During the fiscal second quarter that Apple will report on Tuesday, Sacconaghi predicts the company will announce an 18 per cent decline in net income, as less lucrative products eat into its profit margins.
One thing is certain: the shift in sentiment has been a big change for Apple bulls such as Gene Munster, an analyst at Piper Jaffray. He still sees a host of opportunities for growth ahead but says it is no longer easy being an Apple bull.
"It's like getting a beating every day coming into work," Munster says."Investors are so negative, they want to take it out on somebody. I feel like I end up being that guy."
Frequently Asked Questions about this Article…
The most recent drop was triggered by news of a glut of audio chips at one of Apple’s suppliers, which raised concerns that iPhone sales could fall short of expectations. That piece of bad news came on top of several months of negative developments that have hurt sentiment.
Apple’s stock fell nearly 2.7% on one trading day described in the article and has dropped about 44% since late September. Seven months earlier it traded above US$700; it closed at US$392.05 in the report, marking the first close below US$400 since late 2011 and about US$290 billion was wiped off its value since September.
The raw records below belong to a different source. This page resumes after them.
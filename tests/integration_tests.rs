//! Integration tests for the block engine, timer registry and hosts file.
//!
//! These tests drive the public library API against a temporary data
//! directory and hosts file:
//! - Hosts-file round trip
//! - Timer idempotence and at-most-one timer per key
//! - Strict-mode lock
//! - Schedule and custom-time blocks
//! - Restart recovery and background hand-off

use std::fs;
use std::path::PathBuf;
use std::sync::Arc;

use chrono::Weekday;
use tempfile::TempDir;
use tokio::sync::mpsc;
use tokio::time::{timeout, Duration};

use selfcontrol::daemon::{
    hand_off, run_background_loop, BlockEngine, BlockError, LockFile, MockProcessControl,
    TimerEvent,
};
use selfcontrol::hosts::HostsFile;
use selfcontrol::store::ConfigStore;
use selfcontrol::timeutil::{parse_timestamp, Clock, FixedClock, SystemClock};
use selfcontrol::types::{Mode, Schedule};
use selfcontrol::Settings;

// ============================================================================
// Test Helpers
// ============================================================================

const HOSTS: &str = "127.0.0.1 localhost\n::1 localhost\n";

// 2024-05-06 is a Monday.
const MONDAY_10AM: &str = "2024-05-06 10:00:00 +0200";

/// A data directory and hosts file in a temporary directory.
struct Sandbox {
    dir: TempDir,
    settings: Settings,
}

impl Sandbox {
    fn new() -> Self {
        let dir = tempfile::tempdir().unwrap();
        let hosts = dir.path().join("hosts");
        fs::write(&hosts, HOSTS).unwrap();
        let settings = Settings::new(dir.path().join("data"))
            .with_hosts_path(hosts)
            .with_poll_interval(Duration::from_millis(10));
        Self { dir, settings }
    }

    fn engine(&self, clock: Arc<dyn Clock>) -> BlockEngine {
        let engine = BlockEngine::new(&self.settings, clock);
        engine.ensure_config().unwrap();
        engine
    }

    fn engine_with_events(
        &self,
        clock: Arc<dyn Clock>,
    ) -> (BlockEngine, mpsc::UnboundedReceiver<TimerEvent>) {
        let (tx, rx) = mpsc::unbounded_channel();
        let engine = BlockEngine::with_events(&self.settings, clock, tx);
        engine.ensure_config().unwrap();
        (engine, rx)
    }

    fn hosts_path(&self) -> PathBuf {
        self.dir.path().join("hosts")
    }

    fn hosts(&self) -> String {
        fs::read_to_string(self.hosts_path()).unwrap()
    }

    fn config_store(&self) -> ConfigStore {
        ConfigStore::new(self.settings.config_path())
    }
}

fn monday_clock() -> Arc<FixedClock> {
    Arc::new(FixedClock::at(MONDAY_10AM))
}

// ============================================================================
// Hosts File
// ============================================================================

#[test]
fn test_hosts_round_trip_restores_original_bytes() {
    let sandbox = Sandbox::new();
    let hosts = HostsFile::new(sandbox.hosts_path());

    hosts.add_entries(&["a.com".to_string()]).unwrap();
    assert!(sandbox.hosts().contains("# Added by selfcontrol"));
    assert!(sandbox.hosts().contains("127.0.0.1 a.com"));

    hosts.remove_entries(&["a.com".to_string()], false).unwrap();
    assert_eq!(sandbox.hosts(), HOSTS);
}

#[test]
fn test_hosts_remove_all_strips_whole_block() {
    let sandbox = Sandbox::new();
    let hosts = HostsFile::new(sandbox.hosts_path());
    hosts
        .add_entries(&["a.com".to_string(), "b.com".to_string()])
        .unwrap();

    hosts.remove_entries(&[], true).unwrap();
    assert_eq!(sandbox.hosts(), HOSTS);
}

// ============================================================================
// Timer Registry
// ============================================================================

#[tokio::test]
async fn test_second_cancel_is_noop() {
    let sandbox = Sandbox::new();
    let engine = sandbox.engine(monday_clock());
    engine.add_site("a.com").unwrap();
    engine
        .block_for_duration(Duration::from_secs(1800), false)
        .await
        .unwrap();

    assert!(engine.registry().cancel_timer("combined").await.unwrap());
    assert!(!engine.registry().cancel_timer("combined").await.unwrap());
    assert!(engine.registry().is_idle());
    assert_eq!(sandbox.hosts(), HOSTS);
}

#[tokio::test]
async fn test_restarting_a_block_keeps_one_timer() {
    let sandbox = Sandbox::new();
    let engine = sandbox.engine(monday_clock());
    engine.add_site("a.com").unwrap();

    engine
        .block_for_duration(Duration::from_secs(600), false)
        .await
        .unwrap();
    engine
        .block_for_duration(Duration::from_secs(1200), false)
        .await
        .unwrap();

    assert_eq!(engine.registry().count(), 1);
    assert_eq!(
        engine.registry().expiry_of("combined"),
        Some(parse_timestamp("2024-05-06 10:20:00 +0200").unwrap())
    );
    // The replaced timer did not lift the block.
    assert!(sandbox.hosts().contains("127.0.0.1 a.com"));

    engine.unblock_all().await.unwrap();
}

// ============================================================================
// Strict Mode
// ============================================================================

#[tokio::test]
async fn test_strict_mode_refuses_menus_with_expiry() {
    let sandbox = Sandbox::new();
    let engine = sandbox.engine(monday_clock());
    engine.add_site("a.com").unwrap();
    engine
        .block_for_duration(Duration::from_secs(3600), false)
        .await
        .unwrap();
    engine.enter_strict().unwrap();

    match engine.check_menu_access() {
        Err(BlockError::StrictModeActive { expires_at }) => {
            assert_eq!(expires_at, "2024-05-06 11:00:00 +0200");
        }
        other => panic!("expected strict-mode refusal, got {other:?}"),
    }
    assert!(matches!(
        engine.unblock_all().await,
        Err(BlockError::StrictModeActive { .. })
    ));
    assert!(matches!(
        engine.update_schedules(|_| Ok(())),
        Err(BlockError::StrictModeActive { .. })
    ));

    // Tear down through the registry, as expiry would.
    engine.registry().cancel_all().await.unwrap();
    assert_eq!(engine.mode().unwrap(), Mode::Normal);
}

// ============================================================================
// Schedule and Custom-Time Blocks
// ============================================================================

#[tokio::test]
async fn test_schedule_block_runs_until_range_end() {
    let sandbox = Sandbox::new();
    let engine = sandbox.engine(monday_clock());
    engine.add_site("a.com").unwrap();
    engine.add_site("b.com").unwrap();
    engine
        .update_schedules(|config| {
            config.add_schedule(&Schedule::new("work", vec![Weekday::Mon], "09:00", "17:00")?)
        })
        .unwrap();

    let expiry = engine.block_by_schedule(false).await.unwrap();

    assert_eq!(expiry, parse_timestamp("2024-05-06 17:00:00 +0200").unwrap());
    assert_eq!(engine.registry().keys(), vec!["combined"]);
    let blocked = HostsFile::new(sandbox.hosts_path()).blocked_hosts().unwrap();
    assert_eq!(blocked, vec!["a.com", "b.com"]);

    engine.unblock_all().await.unwrap();
    assert_eq!(sandbox.hosts(), HOSTS);
}

#[tokio::test]
async fn test_no_active_schedule() {
    let sandbox = Sandbox::new();
    let engine = sandbox.engine(monday_clock());
    engine.add_site("a.com").unwrap();
    assert!(matches!(
        engine.block_by_schedule(false).await,
        Err(BlockError::NoActiveSchedule)
    ));
    assert!(engine.registry().is_idle());
}

#[tokio::test]
async fn test_custom_block_records_end_and_self_expires() {
    let sandbox = Sandbox::new();
    let (engine, mut events) = sandbox.engine_with_events(Arc::new(SystemClock));
    engine.add_site("a.com").unwrap();

    let expiry = engine
        .block_for_duration(Duration::from_millis(300), false)
        .await
        .unwrap();

    let status = sandbox.config_store().load().unwrap().current_status;
    assert!(status.block_custom_time);
    assert_eq!(status.ended_at, selfcontrol::timeutil::format_timestamp(&expiry));
    assert!(sandbox.hosts().contains("127.0.0.1 a.com"));

    timeout(Duration::from_secs(5), engine.registry().wait_idle())
        .await
        .expect("block should expire");

    assert_eq!(sandbox.hosts(), HOSTS);
    let status = sandbox.config_store().load().unwrap().current_status;
    assert!(!status.block_custom_time);
    assert!(status.ended_at.is_empty());

    let mut saw_expired = false;
    while let Ok(event) = events.try_recv() {
        if event == (TimerEvent::Expired { key: "combined".to_string() }) {
            saw_expired = true;
        }
    }
    assert!(saw_expired);
}

// ============================================================================
// Restart Recovery
// ============================================================================

#[tokio::test]
async fn test_recovery_skips_ended_custom_block() {
    let sandbox = Sandbox::new();
    let engine = sandbox.engine(monday_clock());
    engine.add_site("a.com").unwrap();
    sandbox
        .config_store()
        .update(|config| {
            let status = &mut config.current_status;
            status.block_on_restart = true;
            status.block_custom_time = true;
            status.ended_at = "2024-05-06 09:00:00 +0200".to_string();
            Ok(())
        })
        .unwrap();

    let outcome = engine.recover(false).await.unwrap();

    assert!(!outcome.resumed_anything());
    assert!(engine.registry().is_idle());
    let status = sandbox.config_store().load().unwrap().current_status;
    assert!(!status.block_on_restart);
    assert!(!status.block_custom_time);
}

#[tokio::test]
async fn test_hand_off_and_background_resume() {
    let sandbox = Sandbox::new();
    let clock = Arc::new(SystemClock);

    // Foreground session starts a block and hands it off.
    let foreground = sandbox.engine(clock.clone());
    foreground.add_site("a.com").unwrap();
    foreground
        .block_for_duration(Duration::from_millis(400), false)
        .await
        .unwrap();
    let ctl = MockProcessControl::new();
    let pid = hand_off(&foreground, &sandbox.settings, &ctl).await.unwrap();
    assert_eq!(ctl.spawned(), vec![pid]);
    assert_eq!(ctl.restart_flag_at_spawn(), vec![Some(true)]);
    drop(foreground);

    // The headless instance resumes and runs the block to its end.
    let background = sandbox.engine(clock);
    let lock = LockFile::new(sandbox.settings.lock_path());
    let outcome = timeout(
        Duration::from_secs(5),
        run_background_loop(&background, &lock),
    )
    .await
    .expect("background loop should finish")
    .unwrap();

    assert!(outcome.combined.is_some());
    assert!(outcome.stripped_stale);
    assert_eq!(sandbox.hosts(), HOSTS);
    assert!(!lock.path().exists());
    let status = sandbox.config_store().load().unwrap().current_status;
    assert!(!status.block_on_restart);
}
Yes. The article notes Apple remains enormously profitable, is selling more iPhones and iPads than ever, is expanding globally and has built up a very large pile of cash — even if its share price has fallen sharply.
By a common profit-based yardstick the market is valuing Apple more cheaply than the average S&P 500 company: investors are paying less than US$9 for a dollar of Apple profit versus about US$15 for the average S&P 500 firm, reflecting expectations of slower growth.
Speculation in the article suggests Apple could return cash to shareholders, for example with a higher dividend. Analyst Toni Sacconaghi said a clear plan to use cash for dividends could lift the shares perhaps 10% or more, though it likely wouldn’t restore the stock to its previous highs.
Analysts quoted in the article are cautious: Toni Sacconaghi expects an 18% decline in net income for the fiscal second quarter Apple was due to report, Gene Munster still sees growth opportunities but says being an Apple bull has become difficult, and behavioral finance experts warn herd behaviour can amplify sell‑offs.
Sentiment has swung markedly — Wall Street’s enthusiasm has given way to a more negative view. The rapid, brutal fall in the share price has changed how investors look at Apple, turning it from a market darling into one of the biggest losers over the recent seven‑month period.
According to the article, investors should watch Apple’s upcoming fiscal second‑quarter results (the report noted as due on Tuesday), any updates on iPhone sales or supplier issues like chip gluts, and whether the company outlines a clear plan to return cash to shareholders.